For much of her life, Carla (Strong) Loy has viewed the rising sun with the silhouette of the family business, Bearcreek Farms, across the road from her home.
The sounds of laughing children, music and the smells of campfires have been her joy as guests from all over the country have come to take in the sights, sounds and historic atmosphere of the family business.
Strong, whose father Don Strong founded the business in the mid-1970s, said that her dad had envisioned a destination where family and friends could escape the day to day hectic schedules and find a down-to-earth escape offering good food and a little entertainment that would leave them with a smile on their faces.
After some very difficult times of family discussion, family members have decided to phase out the business in 2013, and then, for all practical purposes, close it as a resort beginning with 2014.
“I have mixed feelings; this has been a tough decision,” said Loy. “A lot of people want to point their fingers at my father regarding this decision. They say it was all his idea.
“It wasn’t,” Loy said. “I probably had the biggest say in deciding what’s best for the family. It is time for a change; there have been lots and lots of things that have been fun that haven’t worked financially. We have to face reality at some point in time.”
Loy said that Bearcreek Farms has always been considered a hobby for her father and other family members. She noted that during the 37 years that the business has been in operation, money has never been important to them.
“We have enjoyed providing entertainment and good foods,” Loy said. “Over the last four years as a family, we have discussed all kinds of options leading up to this time.
“My father is at retirement age. This is no longer a hobby now, it is a burden to him,” continued Loy. “He doesn’t want to leave it as a burden to us.”
Over the years, Bearcreek Farms has been owned by Richard’s Restaurant. Strong is the majority stock holder for both establishments.
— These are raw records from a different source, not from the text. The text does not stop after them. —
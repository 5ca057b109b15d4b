//! Idempotent persistence of swaps, the scan cursor and merkle windows.
//!
//! A height is committed together with its swaps and the advanced cursor in
//! one atomic step. Committing the same height twice with the same swaps is
//! a no-op; committing different on-chain content for an existing key is a
//! [`IndexerError::ConsistencyViolation`].
//!
//! Each backend keeps a commit watermark, the highest height ever committed.
//! It survives [`SwapStore::reset_cursor`], so a re-scan of a height that was
//! committed empty cannot add swaps under an already sealed window.

use std::collections::{BTreeMap, BTreeSet};
use std::ops::Bound;
use std::sync::Mutex;

use async_trait::async_trait;
use bigdecimal::BigDecimal;

use crate::cursor::ScanCursor;
use crate::error::IndexerError;
use crate::types::{NaturalKey, SwapEvent};
use crate::window::MerkleWindow;

/// What a commit changed.
#[derive(Debug, Clone, Copy, Default, PartialEq, Eq)]
pub struct CommitOutcome {
    /// Swaps written for the first time.
    pub inserted: usize,
    /// Swaps that were already stored identically.
    pub unchanged: usize,
    /// Existing swaps whose null derived fields were filled.
    pub filled: usize,
}

/// Storage of swaps and the scan cursor.
#[async_trait]
pub trait SwapStore: Send + Sync {
    /// Atomically upsert `events` (all at `height`) and move the cursor.
    async fn commit_height(
        &self,
        height: u64,
        events: &[SwapEvent],
        new_cursor: &ScanCursor,
    ) -> Result<CommitOutcome, IndexerError>;

    /// Stored cursor, or a fresh one positioned before `start_height`.
    async fn read_cursor(&self, start_height: u64) -> Result<ScanCursor, IndexerError>;

    /// Swaps with `start <= height <= end`, ordered by natural key.
    async fn read_events_in_range(&self, start: u64, end: u64)
        -> Result<Vec<SwapEvent>, IndexerError>;

    async fn read_event(&self, key: NaturalKey) -> Result<Option<SwapEvent>, IndexerError>;

    /// Administrative overwrite of the cursor. Stored swaps are kept.
    async fn reset_cursor(&self, cursor: &ScanCursor) -> Result<(), IndexerError>;

    /// Up to `limit` swaps without a USD value whose key is greater than
    /// `after`, ordered by natural key.
    async fn unpriced_events(
        &self,
        after: Option<NaturalKey>,
        limit: usize,
    ) -> Result<Vec<SwapEvent>, IndexerError>;

    /// Sets the USD value of `key` if it is still null. Returns whether a
    /// write happened.
    async fn fill_usd_value(&self, key: NaturalKey, value: &BigDecimal)
        -> Result<bool, IndexerError>;
}

/// Append-only storage of sealed merkle windows.
#[async_trait]
pub trait WindowStore: Send + Sync {
    /// Insert if absent. An existing window with another root is a
    /// consistency violation; the same root is a no-op.
    async fn save_window(&self, window: &MerkleWindow) -> Result<(), IndexerError>;

    async fn load_window(&self, window_id: u64) -> Result<Option<MerkleWindow>, IndexerError>;

    async fn latest_window(&self) -> Result<Option<MerkleWindow>, IndexerError>;
}

/// A backend providing both stores.
pub trait IndexStore: SwapStore + WindowStore {}

impl<T: SwapStore + WindowStore + ?Sized> IndexStore for T {}

// ─── Commit rules shared by all backends ─────────────────────────────────────

/// Checks a commit request against the stored cursor.
pub fn validate_commit(
    height: u64,
    events: &[SwapEvent],
    new_cursor: &ScanCursor,
    stored: &ScanCursor,
) -> Result<(), IndexerError> {
    if new_cursor.last_completed_height != height {
        return Err(IndexerError::ConsistencyViolation(format!(
            "commit of height {height} carries cursor {}",
            new_cursor.last_completed_height
        )));
    }
    if height < stored.start_height {
        return Err(IndexerError::ConsistencyViolation(format!(
            "height {height} precedes start height {}",
            stored.start_height
        )));
    }
    if height > stored.next_height() {
        return Err(IndexerError::ConsistencyViolation(format!(
            "commit of height {height} would leave a gap after {}",
            stored.last_completed_height
        )));
    }
    let mut seen = BTreeSet::new();
    for ev in events {
        if ev.height != height {
            return Err(IndexerError::ConsistencyViolation(format!(
                "swap {} committed under height {height}",
                ev.key()
            )));
        }
        if !seen.insert(ev.key()) {
            return Err(IndexerError::ConsistencyViolation(format!(
                "swap {} appears twice in one commit",
                ev.key()
            )));
        }
    }
    Ok(())
}

/// Whether `height` was committed before, given the backend's watermark.
pub fn was_committed(height: u64, committed_through: Option<u64>) -> bool {
    committed_through.is_some_and(|w| height <= w)
}

/// Checks that re-committed swaps of a height match what is stored.
///
/// For a height committed before, the incoming set must have exactly the
/// same keys and on-chain content, including when nothing is stored.
pub fn check_recommit(
    height: u64,
    recommit: bool,
    existing: &[SwapEvent],
    incoming: &[SwapEvent],
) -> Result<(), IndexerError> {
    if !recommit && existing.is_empty() {
        return Ok(());
    }
    let stored: BTreeMap<NaturalKey, &SwapEvent> = existing.iter().map(|e| (e.key(), e)).collect();
    let fresh: BTreeMap<NaturalKey, &SwapEvent> = incoming.iter().map(|e| (e.key(), e)).collect();
    if stored.len() != fresh.len() || !stored.keys().eq(fresh.keys()) {
        return Err(IndexerError::ConsistencyViolation(format!(
            "height {height} re-scanned with {} swaps but {} are stored",
            fresh.len(),
            stored.len()
        )));
    }
    for (key, old) in &stored {
        let new = fresh[key];
        if !old.same_raw_content(new) {
            return Err(IndexerError::ConsistencyViolation(format!(
                "swap {key} changed content on re-scan"
            )));
        }
    }
    Ok(())
}

/// The cursor to persist after a successful commit: never moves backwards.
pub fn merged_cursor(stored: &ScanCursor, new_cursor: &ScanCursor) -> ScanCursor {
    if new_cursor.last_completed_height >= stored.last_completed_height {
        ScanCursor {
            start_height: stored.start_height,
            ..*new_cursor
        }
    } else {
        ScanCursor {
            updated_at: new_cursor.updated_at,
            ..*stored
        }
    }
}

// ─── In-memory store ─────────────────────────────────────────────────────────

#[derive(Default)]
struct MemoryState {
    cursor: Option<ScanCursor>,
    committed_through: Option<u64>,
    events: BTreeMap<NaturalKey, SwapEvent>,
    windows: BTreeMap<u64, MerkleWindow>,
}

/// In-memory store for tests and ephemeral runs. One lock guards every
/// commit, so commits are atomic and linearized.
#[derive(Default)]
pub struct MemoryStore {
    state: Mutex<MemoryState>,
}

impl MemoryStore {
    pub fn new() -> Self {
        Self::default()
    }

    /// Total number of stored swaps.
    pub fn event_count(&self) -> usize {
        self.state.lock().unwrap().events.len()
    }
}

#[async_trait]
impl SwapStore for MemoryStore {
    async fn commit_height(
        &self,
        height: u64,
        events: &[SwapEvent],
        new_cursor: &ScanCursor,
    ) -> Result<CommitOutcome, IndexerError> {
        let mut state = self.state.lock().unwrap();
        let stored = state
            .cursor
            .unwrap_or_else(|| ScanCursor::genesis(new_cursor.start_height));
        validate_commit(height, events, new_cursor, &stored)?;

        let lo = NaturalKey::new(height, 0, 0);
        let hi = NaturalKey::new(height, u32::MAX, u32::MAX);
        let existing: Vec<SwapEvent> = state.events.range(lo..=hi).map(|(_, e)| e.clone()).collect();
        check_recommit(height, was_committed(height, state.committed_through), &existing, events)?;

        let mut outcome = CommitOutcome::default();
        for ev in events {
            match state.events.get_mut(&ev.key()) {
                None => {
                    state.events.insert(ev.key(), ev.clone());
                    outcome.inserted += 1;
                }
                Some(old) => {
                    let mut filled = false;
                    if old.usd_value.is_none() && ev.usd_value.is_some() {
                        old.usd_value = ev.usd_value.clone();
                        filled = true;
                    }
                    if old.block_time.is_none() && ev.block_time.is_some() {
                        old.block_time = ev.block_time;
                        filled = true;
                    }
                    if filled {
                        outcome.filled += 1;
                    } else {
                        outcome.unchanged += 1;
                    }
                }
            }
        }
        state.cursor = Some(merged_cursor(&stored, new_cursor));
        state.committed_through = Some(state.committed_through.map_or(height, |w| w.max(height)));
        Ok(outcome)
    }

    async fn read_cursor(&self, start_height: u64) -> Result<ScanCursor, IndexerError> {
        Ok(self
            .state
            .lock()
            .unwrap()
            .cursor
            .unwrap_or_else(|| ScanCursor::genesis(start_height)))
    }

    async fn read_events_in_range(
        &self,
        start: u64,
        end: u64,
    ) -> Result<Vec<SwapEvent>, IndexerError> {
        if start > end {
            return Ok(Vec::new());
        }
        let lo = NaturalKey::new(start, 0, 0);
        let hi = NaturalKey::new(end, u32::MAX, u32::MAX);
        Ok(self
            .state
            .lock()
            .unwrap()
            .events
            .range(lo..=hi)
            .map(|(_, e)| e.clone())
            .collect())
    }

    async fn read_event(&self, key: NaturalKey) -> Result<Option<SwapEvent>, IndexerError> {
        Ok(self.state.lock().unwrap().events.get(&key).cloned())
    }

    async fn reset_cursor(&self, cursor: &ScanCursor) -> Result<(), IndexerError> {
        self.state.lock().unwrap().cursor = Some(*cursor);
        Ok(())
    }

    async fn unpriced_events(
        &self,
        after: Option<NaturalKey>,
        limit: usize,
    ) -> Result<Vec<SwapEvent>, IndexerError> {
        let state = self.state.lock().unwrap();
        let from = match after {
            Some(key) => Bound::Excluded(key),
            None => Bound::Unbounded,
        };
        Ok(state
            .events
            .range((from, Bound::Unbounded))
            .map(|(_, e)| e)
            .filter(|e| e.usd_value.is_none())
            .take(limit)
            .cloned()
            .collect())
    }

    async fn fill_usd_value(
        &self,
        key: NaturalKey,
        value: &BigDecimal,
    ) -> Result<bool, IndexerError> {
        let mut state = self.state.lock().unwrap();
        match state.events.get_mut(&key) {
            Some(ev) if ev.usd_value.is_none() => {
                ev.usd_value = Some(value.clone());
                Ok(true)
            }
            Some(_) => Ok(false),
            None => Err(IndexerError::NotFound(format!("swap {key}"))),
        }
    }
}

#[async_trait]
impl WindowStore for MemoryStore {
    async fn save_window(&self, window: &MerkleWindow) -> Result<(), IndexerError> {
        let mut state = self.state.lock().unwrap();
        if let Some(existing) = state.windows.get(&window.window_id) {
            if existing.root != window.root {
                return Err(IndexerError::ConsistencyViolation(format!(
                    "window {} already sealed with root {}, rebuild gave {}",
                    window.window_id, existing.root, window.root
                )));
            }
            return Ok(());
        }
        state.windows.insert(window.window_id, window.clone());
        Ok(())
    }

    async fn load_window(&self, window_id: u64) -> Result<Option<MerkleWindow>, IndexerError> {
        Ok(self.state.lock().unwrap().windows.get(&window_id).cloned())
    }

    async fn latest_window(&self) -> Result<Option<MerkleWindow>, IndexerError> {
        Ok(self
            .state
            .lock()
            .unwrap()
            .windows
            .values()
            .next_back()
            .cloned())
    }
}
“We decided that my dad is right with his concerns,” Loy said. “There might be a day when Richard’s can’t afford to operate this facility. It has a lot of peaks and valleys. Most people only see it when they visit with their large group. There are days that the shot of a cannon would echo through the place.”
Loy said that most people don’t see the everyday maintenance requirements that are involved with the business’s personal sewer plant, maintenance and grounds keeping.
“It was a very tough decision,” Loy said. “We are going to look at other options for the property. We hope that something good can come out of all of this. We are going to take a look at other not-for-profits. The worst scenario would be to bulldoze the whole thing down. Goodness knows the price of farm ground right now.
“I live right across the street. This is not going to go to just anybody. I am going to be very partial about it,” continued Loy.
Loy said that the facility will remain open for conferences, special events and organizations that have already previously booked meetings through the end of 2013.
“We wanted customers to have the opportunity to use up their gift cards,” Loy said. “We hope that if they use them one more time they will leave with a positive feeling about Richard’s and Bearcreek Farms. We had made commitments prior to what we are doing. We do not want to let these people down.”
Loy noted that during the times that the business is open for other groups, it will also be open to the public, including the theater and the restaurant.
“We plan to end it as it is in 2014,” said Loy.
But then with a twinkle in her eye she said, “We’re going to be open-minded. We plan to think out of the box; we are going to look at all of the opportunities. There’s no way financially that we could keep this hobby up. There are a lot of things out there that could hurt the family.”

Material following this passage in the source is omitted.